The record earnings bonanza U.S. refiners enjoyed in the first half of 2007 may be winding down as weaker margins hit profits this quarter and next.
An unusually long spring maintenance season and a string of unplanned outages sent refinery profits to new highs in the first and second quarter.
But top U.S. refiners have already seen stock values drop up to 25 percent from 2007 peaks and some on Wall Street are betting the slide may not be over as plants return from turnarounds and gasoline demand slows with the end of summer.
"We expect (third quarter) earnings to be significantly lower than in the second quarter," Dan Katzenberg, an oil and gas analyst with Oppenheimer in New York, told Reuters.

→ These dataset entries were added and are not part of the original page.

//! Symmetric eigen decomposition and pseudo square roots.
//!
//! Both square-root routines return a matrix `B` whose rows are normalised so
//! that `(B·Bᵗ)_ii` equals the input diagonal. For correlation matrices this
//! keeps a unit diagonal after negative eigenvalues are clipped or trailing
//! factors are dropped.

use crate::matrix::Matrix;
use lmm_core::{
    ensure,
    errors::{Error, Result},
    Real,
};
use tracing::{debug, warn};

/// How to treat negative eigenvalues of a matrix that should be positive
/// semi-definite.
#[derive(Debug, Clone, Copy, PartialEq, Eq, Default)]
pub enum SalvagingAlgorithm {
    /// Reject matrices with materially negative eigenvalues.
    None,
    /// Clip negative eigenvalues to zero.
    #[default]
    Spectral,
}

/// Eigenvalues in descending order with matching eigenvector columns.
#[derive(Debug, Clone)]
pub struct SymmetricEigen {
    /// Eigenvalues, largest first.
    pub values: Vec<Real>,
    /// Column `k` is the eigenvector of `values[k]`.
    pub vectors: Matrix,
}

/// Eigen decomposition of a symmetric matrix, sorted by descending eigenvalue.
pub fn symmetric_eigen(m: &Matrix) -> Result<SymmetricEigen> {
    ensure!(m.is_square(), "matrix must be square, got {}x{}", m.rows(), m.cols());
    ensure!(!m.is_empty(), "matrix must not be empty");
    let eigen = m.inner().clone().symmetric_eigen();

    let n = m.rows();
    let mut order: Vec<usize> = (0..n).collect();
    order.sort_by(|&a, &b| eigen.eigenvalues[b].total_cmp(&eigen.eigenvalues[a]));

    let values = order.iter().map(|&k| eigen.eigenvalues[k]).collect();
    let vectors = Matrix::from_fn(n, n, |i, j| eigen.eigenvectors[(i, order[j])]);
    Ok(SymmetricEigen { values, vectors })
}

/// Rescale each row of `root` so that its squared norm equals `m[(i, i)]`.
///
/// Rows with zero norm are left untouched.
pub fn normalize_pseudo_root(m: &Matrix, root: &mut Matrix) -> Result<()> {
    ensure!(
        m.rows() == root.rows(),
        "pseudo root has {} rows, matrix has {}",
        root.rows(),
        m.rows()
    );
    for i in 0..root.rows() {
        let norm = root.row_dot(i, i);
        if norm > 0.0 {
            let scale = (m[(i, i)] / norm).sqrt();
            for j in 0..root.cols() {
                root[(i, j)] *= scale;
            }
        }
    }
    Ok(())
}

fn check_symmetric(m: &Matrix) -> Result<()> {
    ensure!(m.is_square(), "matrix must be square, got {}x{}", m.rows(), m.cols());
    let scale = (0..m.rows()).fold(1.0_f64, |acc, i| acc.max(m[(i, i)].abs()));
    ensure!(m.is_symmetric(1e-12 * scale), "matrix is not symmetric");
    Ok(())
}

fn negative_tolerance(values: &[Real]) -> Real {
    1e-12 * values.first().map_or(1.0, |v| v.abs().max(1.0))
}

/// Clip eigenvalues according to `salvaging`; fail for `None` when a value
/// is materially negative.
fn salvage(values: &mut [Real], salvaging: SalvagingAlgorithm) -> Result<()> {
    let tolerance = negative_tolerance(values);
    let smallest = values.last().copied().unwrap_or(0.0);
    match salvaging {
        SalvagingAlgorithm::None => {
            ensure!(
                smallest >= -tolerance,
                "matrix is not positive semi-definite (smallest eigenvalue {smallest:e})"
            );
        }
        SalvagingAlgorithm::Spectral => {
            if smallest < -tolerance {
                warn!(smallest, "spectral salvaging clips negative eigenvalues");
            }
        }
    }
    for v in values.iter_mut() {
        *v = v.max(0.0);
    }
    Ok(())
}

/// Full-rank pseudo square root `B` with `B·Bᵗ ≈ m`.
pub fn pseudo_sqrt(m: &Matrix, salvaging: SalvagingAlgorithm) -> Result<Matrix> {
    check_symmetric(m)?;
    let SymmetricEigen { mut values, vectors } = symmetric_eigen(m)?;
    salvage(&mut values, salvaging)?;

    let n = m.rows();
    let mut root = Matrix::from_fn(n, n, |i, j| vectors[(i, j)] * values[j].sqrt());
    normalize_pseudo_root(m, &mut root)?;
    Ok(root)
}

/// Pseudo square root with at most `max_rank` columns.
///
/// Keeps the leading eigen-components until `component_retained_percentage`
/// of the spectrum is explained, at least one and at most `max_rank`.
pub fn rank_reduced_sqrt(
    m: &Matrix,
    max_rank: usize,
    component_retained_percentage: Real,
    salvaging: SalvagingAlgorithm,
) -> Result<Matrix> {
    check_symmetric(m)?;
    ensure!(
        component_retained_percentage > 0.0 && component_retained_percentage <= 1.0,
        "retained percentage must be in (0, 1], got {component_retained_percentage}"
    );
    ensure!(max_rank >= 1, "max rank must be at least 1");

    let SymmetricEigen { mut values, vectors } = symmetric_eigen(m)?;
    salvage(&mut values, salvaging)?;

    let total: Real = values.iter().sum();
    let mut enough = component_retained_percentage * total;
    if component_retained_percentage == 1.0 {
        enough *= 1.1;
    }
    let mut explained = values[0];
    let mut retained = 1;
    while explained < enough && retained < values.len() {
        explained += values[retained];
        retained += 1;
    }
    let retained = retained.min(max_rank);
    debug!(size = m.rows(), retained, "rank-reduced square root");

    let mut root = Matrix::from_fn(m.rows(), retained, |i, j| vectors[(i, j)] * values[j].sqrt());
    normalize_pseudo_root(m, &mut root)?;
    Ok(root)
}

/// Covariance `C_ij = σ_i ρ_ij σ_j`.
pub fn get_covariance(volatilities: &[Real], correlation: &Matrix) -> Result<Matrix> {
    let n = volatilities.len();
    if correlation.rows() != n || correlation.cols() != n {
        return Err(Error::Configuration(format!(
            "correlation matrix must be {n}x{n}, got {}x{}",
            correlation.rows(),
            correlation.cols()
        )));
    }
    Ok(Matrix::from_fn(n, n, |i, j| {
        volatilities[i] * correlation[(i, j)] * volatilities[j]
    }))
}

#[cfg(test)]
mod tests {
    use super::*;

    fn exponential(n: usize, beta: Real) -> Matrix {
        Matrix::from_fn(n, n, |i, j| (-beta * (i as Real - j as Real).abs()).exp())
    }

    #[test]
    fn eigenvalues_are_sorted_descending() {
        let m = Matrix::from_row_slice(3, 3, &[2.0, 0.0, 0.0, 0.0, 5.0, 0.0, 0.0, 0.0, 1.0]);
        let eig = symmetric_eigen(&m).unwrap();
        assert_eq!(eig.values.len(), 3);
        assert!((eig.values[0] - 5.0).abs() < 1e-12);
        assert!((eig.values[1] - 2.0).abs() < 1e-12);
        assert!((eig.values[2] - 1.0).abs() < 1e-12);
        // leading eigenvector is e_1
        assert!((eig.vectors[(1, 0)].abs() - 1.0).abs() < 1e-12);
    }

    #[test]
    fn pseudo_sqrt_reproduces_correlation() {
        let rho = exponential(6, 0.2);
        let b = pseudo_sqrt(&rho, SalvagingAlgorithm::Spectral).unwrap();
        let rebuilt = &b * &b.transpose();
        assert!(rebuilt.max_abs_diff(&rho) < 1e-10);
    }

    #[test]
    fn spectral_salvaging_keeps_unit_diagonal() {
        // not positive semi-definite
        let m = Matrix::from_row_slice(3, 3, &[1.0, 0.9, -0.9, 0.9, 1.0, 0.9, -0.9, 0.9, 1.0]);
        assert!(pseudo_sqrt(&m, SalvagingAlgorithm::None).unwrap_err().is_configuration());
        let b = pseudo_sqrt(&m, SalvagingAlgorithm::Spectral).unwrap();
        let rebuilt = &b * &b.transpose();
        for i in 0..3 {
            assert!((rebuilt[(i, i)] - 1.0).abs() < 1e-12);
        }
        let eig = symmetric_eigen(&rebuilt).unwrap();
        assert!(eig.values[2] > -1e-12);
    }

    #[test]
    fn rank_reduction_caps_factors() {
        let rho = exponential(8, 0.05);
        let b = rank_reduced_sqrt(&rho, 3, 1.0, SalvagingAlgorithm::None).unwrap();
        assert_eq!(b.cols(), 3);
        let rebuilt = &b * &b.transpose();
        for i in 0..8 {
            assert!((rebuilt[(i, i)] - 1.0).abs() < 1e-12);
        }
        // three factors still explain most of a slowly decaying correlation
        assert!(rebuilt.max_abs_diff(&rho) < 0.06);
    }

    #[test]
    fn rank_one_for_perfect_correlation() {
        let rho = Matrix::from_element(4, 4, 1.0);
        let b = rank_reduced_sqrt(&rho, 4, 0.9, SalvagingAlgorithm::None).unwrap();
        assert_eq!(b.cols(), 1);
        for i in 0..4 {
            assert!((b[(i, 0)].abs() - 1.0).abs() < 1e-12);
        }
    }

    #[test]
    fn rank_reduction_rejects_bad_inputs() {
        let rho = exponential(3, 0.1);
        assert!(rank_reduced_sqrt(&rho, 0, 1.0, SalvagingAlgorithm::None).is_err());
        assert!(rank_reduced_sqrt(&rho, 2, 0.0, SalvagingAlgorithm::None).is_err());
        let asym = Matrix::from_row_slice(2, 2, &[1.0, 0.5, 0.1, 1.0]);
        assert!(rank_reduced_sqrt(&asym, 2, 1.0, SalvagingAlgorithm::None).is_err());
    }

    #[test]
    fn covariance_from_vols() {
        let corr = Matrix::from_row_slice(2, 2, &[1.0, 0.5, 0.5, 1.0]);
        let cov = get_covariance(&[0.2, 0.3], &corr).unwrap();
        assert!((cov[(0, 0)] - 0.04).abs() < 1e-15);
        assert!((cov[(0, 1)] - 0.03).abs() < 1e-15);
        assert!((cov[(1, 1)] - 0.09).abs() < 1e-15);
        assert!(get_covariance(&[0.2], &corr).is_err());
    }
}
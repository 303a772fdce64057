//! # lmm-time
//!
//! Date services consumed by the LIBOR market model: day-count conventions,
//! business-day calendars and the accrual-period schedule builder.
//!
//! Dates are `chrono::NaiveDate`; this crate only layers the financial
//! conventions on top.

#![warn(missing_docs)]
#![forbid(unsafe_code)]

/// Calendars and business-day adjustment.
pub mod calendar;

/// Day-count conventions.
pub mod day_counter;

/// Accrual-period schedules.
pub mod schedule;

/// Calendar date type.
pub type Date = chrono::NaiveDate;

pub use calendar::{BusinessDayConvention, Calendar, NullCalendar, WeekendsOnly};
pub use day_counter::{Actual360, Actual365Fixed, DayCounter, Thirty360};
pub use schedule::{AccrualPeriod, ScheduleBuilder};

Shares for Sunoco tumbled from $86.40 peak in June to $69.95, while other big refiners Tesoro, Marathon and Western Refining have sunk 24 percent, 22.5 percent, and 25 percent, respectively.
"These shares have started to come off in the past few weeks as people are now understanding how much margins have dropped," Katzenberg said.
"And there's a good chance there's going to be a further drop ... in both the stocks prices and margins."
While the slide has been exacerbated by the big slide of the broader equities markets due to the sub-prime mortgage crisis, analysts said further pressure will come with the end of the U.S. summer driving season when gasoline demand wanes.
"It also has to do with a weakening refining environment," said Daniel Vetter of J.P. Morgan. "A refiner's valuation should be a function of long-term sustainable margins."
Vetter said the benchmark crack for the Gulf Coast, West Coast, Midcontinent and East Coast currently averages about $15 per barrel, down from $26 in the second quarter, and should fall further to average $14.25 for the third quarter.
Margins should drop to $10.75 next quarter, he forecast. "We assume reversion to more normal refining margins long-term," Vetter told Reuters.
Oppenheimer's Katzenberg said refiner margins and earnings are likely to be 50 percent lower in the third quarter than last quarter. Credit Suisse forecast a 40 percent drop.
Other analysts believe downside risk in refiners' stocks is limited, given the already sharp drop from the peak.
"With the sector off 20 percent from its highs, margin risks look priced in," Doug Leggate of Citigroup said in a report.
Wild Card: Hurricanes
The biggest margins declines are in the U.S. Gulf Coast and the West Coast, where the bulk of the nation's refineries are situated, Katzenberg said. As refiners returned from spring maintenance, they churned out more oil products such as diesel or gasoline, pushing down prices and profits.
According to the AAA motorist group, U.S. regular gasoline prices have fallen 14 percent to $2.777 a gallon from their spring peak.
"Gasoline pump prices have declined for several weeks and could decline further as more refineries come back from maintenance," Katzenberg said in a research note on Tuesday.
One factor that could alter the weaker margins scenario would be any big disruptions to oil and gas drilling and refining in the U.S. Gulf Coast from any powerful hurricanes, such as the deadly 2005 Hurricane Katrina, he said.
"The hurricanes are definitely a wild card. When Katrina hit, margins hit all-time highs; if we get something like that it would bring margins to near record levels again."